=== Begin Enclosure ===

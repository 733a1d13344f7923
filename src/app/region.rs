use std::fmt;

use tokio::time::sleep;
use tracing::{debug, info, warn};

use super::errors::{CrawlError, RecoverableFailure, StepResult};
use super::wait::{Condition, StepContext};
use super::webdriver::{Browser, Locator, xpath_literal};

#[derive(Debug, Clone, Copy, PartialEq, Eq)]
pub enum RegionState {
    Idle,
    PopupDismissed,
    MenuOpen,
    SelectionsCleared,
    RegionTyped,
    RegionChecked,
    Applied,
    MenuClosed,
}

impl fmt::Display for RegionState {
    fn fmt(&self, f: &mut fmt::Formatter<'_>) -> fmt::Result {
        let label = match self {
            RegionState::Idle => "idle",
            RegionState::PopupDismissed => "popup_dismissed",
            RegionState::MenuOpen => "menu_open",
            RegionState::SelectionsCleared => "selections_cleared",
            RegionState::RegionTyped => "region_typed",
            RegionState::RegionChecked => "region_checked",
            RegionState::Applied => "applied",
            RegionState::MenuClosed => "menu_closed",
        };
        f.write_str(label)
    }
}

pub fn explore_done_button() -> Locator {
    Locator::xpath(r#"//div[contains(text(), "Explore")]//following::button[contains(., "Done")]"#)
}

pub fn region_menu_button() -> Locator {
    Locator::xpath(r#"//button[contains(@class, "menuBtn") and contains(., "Region")]"#)
}

pub fn search_input() -> Locator {
    Locator::css(r#"input[placeholder="Search..."]"#)
}

pub fn selection_checkboxes() -> Locator {
    Locator::xpath(r#"//div[contains(@class,"menu-surface-dialog")]//input[@type="checkbox"]"#)
}

/// Checkbox nested in a label naming the region, or right after a span naming it.
pub fn region_checkbox(region: &str) -> Locator {
    let text = xpath_literal(region);
    Locator::xpath(format!(
        r#"//label[contains(., {text})]//input[@type="checkbox"] | //span[contains(., {text})]/following-sibling::input[@type="checkbox"]"#
    ))
}

pub fn apply_button() -> Locator {
    Locator::text_contains("button", "Apply")
}

/// Selects `region` as the only active region filter.
///
/// Missing menu trigger or region checkbox abort the crawl. The popup,
/// clearing and Apply steps are best-effort.
pub async fn apply_region_filter<B: Browser + ?Sized>(
    ctx: &StepContext<'_, B>,
    region: &str,
) -> Result<(), CrawlError> {
    info!(region, "attempting to select region");
    let mut state = RegionState::Idle;

    match dismiss_popup(ctx).await {
        Ok(()) => transition(&mut state, RegionState::PopupDismissed),
        Err(failure) => debug!(reason = %failure.reason, "no initial popup"),
    }

    open_region_menu(ctx).await?;
    transition(&mut state, RegionState::MenuOpen);

    match clear_selections(ctx).await {
        Ok(cleared) => {
            debug!(cleared, "previous selections cleared");
            transition(&mut state, RegionState::SelectionsCleared);
        }
        Err(failure) => warn!(reason = %failure.reason, "error while clearing selection"),
    }

    type_region(ctx, region).await?;
    transition(&mut state, RegionState::RegionTyped);

    check_region(ctx, region).await?;
    transition(&mut state, RegionState::RegionChecked);

    match click_apply(ctx).await {
        Ok(()) => transition(&mut state, RegionState::Applied),
        Err(failure) => warn!(reason = %failure.reason, "apply button not found"),
    }

    ctx.waiter
        .until(
            ctx.browser,
            &Condition::Invisible(search_input()),
            ctx.config.timeouts.element,
        )
        .await?;
    transition(&mut state, RegionState::MenuClosed);
    info!(region, "filter applied (menu closed)");
    Ok(())
}

fn transition(state: &mut RegionState, next: RegionState) {
    info!(from = %state, to = %next, "region filter");
    *state = next;
}

async fn dismiss_popup<B: Browser + ?Sized>(ctx: &StepContext<'_, B>) -> StepResult {
    let step = "dismiss popup";
    let done = ctx
        .waiter
        .element(
            ctx.browser,
            &Condition::Clickable(explore_done_button()),
            ctx.config.timeouts.popup,
        )
        .await
        .map_err(|e| RecoverableFailure::new(step, e))?;
    ctx.browser
        .click(&done)
        .await
        .map_err(|e| RecoverableFailure::new(step, e))?;
    info!("initial popup closed");
    Ok(())
}

async fn open_region_menu<B: Browser + ?Sized>(
    ctx: &StepContext<'_, B>,
) -> Result<(), CrawlError> {
    info!("looking for region button");
    let button = ctx
        .waiter
        .element(
            ctx.browser,
            &Condition::Clickable(region_menu_button()),
            ctx.config.timeouts.region_menu,
        )
        .await
        .map_err(|e| CrawlError::RegionMenuNotFound(e.to_string()))?;
    ctx.browser
        .click(&button)
        .await
        .map_err(|e| CrawlError::RegionMenuNotFound(e.to_string()))?;
    info!("region button clicked");
    Ok(())
}

/// Unchecks every checked box in the selection surface. Returns how many were toggled.
async fn clear_selections<B: Browser + ?Sized>(
    ctx: &StepContext<'_, B>,
) -> Result<usize, RecoverableFailure> {
    let fail = |e: CrawlError| RecoverableFailure::new("clear selections", e);
    info!("clearing previous selections");

    ctx.waiter
        .until(
            ctx.browser,
            &Condition::Visible(search_input()),
            ctx.config.timeouts.element,
        )
        .await
        .map_err(fail)?;

    let boxes = ctx
        .browser
        .find_elements(&selection_checkboxes())
        .await
        .map_err(fail)?;
    let mut cleared = 0;
    for checkbox in boxes {
        if !ctx.browser.is_selected(&checkbox).await.map_err(fail)? {
            continue;
        }
        ctx.browser.script_click(&checkbox).await.map_err(fail)?;
        info!(%checkbox, "previous checkbox unchecked");
        cleared += 1;
        sleep(ctx.config.toggle_pacing).await;
    }
    Ok(cleared)
}

async fn type_region<B: Browser + ?Sized>(
    ctx: &StepContext<'_, B>,
    region: &str,
) -> Result<(), CrawlError> {
    // Visibility was already awaited while clearing; look it up directly.
    let input = ctx.browser.find_element(&search_input()).await?;
    ctx.browser.clear(&input).await?;
    ctx.browser.send_keys(&input, region).await?;
    info!(region, "typed region in search box");
    Ok(())
}

async fn check_region<B: Browser + ?Sized>(
    ctx: &StepContext<'_, B>,
    region: &str,
) -> Result<(), CrawlError> {
    let not_selectable = |e: CrawlError| CrawlError::RegionNotSelectable {
        region: region.to_string(),
        reason: e.to_string(),
    };
    let checkbox = ctx
        .waiter
        .element(
            ctx.browser,
            &Condition::Present(region_checkbox(region)),
            ctx.config.timeouts.element,
        )
        .await
        .map_err(not_selectable)?;
    ctx.browser
        .script_click(&checkbox)
        .await
        .map_err(not_selectable)?;
    info!(region, "region checkbox checked via script");
    Ok(())
}

async fn click_apply<B: Browser + ?Sized>(ctx: &StepContext<'_, B>) -> StepResult {
    let step = "apply";
    let apply = ctx
        .waiter
        .element(
            ctx.browser,
            &Condition::Clickable(apply_button()),
            ctx.config.timeouts.apply,
        )
        .await
        .map_err(|e| RecoverableFailure::new(step, e))?;
    ctx.browser
        .script_click(&apply)
        .await
        .map_err(|e| RecoverableFailure::new(step, e))?;
    info!("apply button clicked");
    Ok(())
}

=== End Enclosure ===

* Action item:
Please report every line in the entries above that holds the string "PopupDismissed".

* Problem solution:
    PopupDismissed,
            RegionState::PopupDismissed => "popup_dismissed",
        Ok(()) => transition(&mut state, RegionState::PopupDismissed),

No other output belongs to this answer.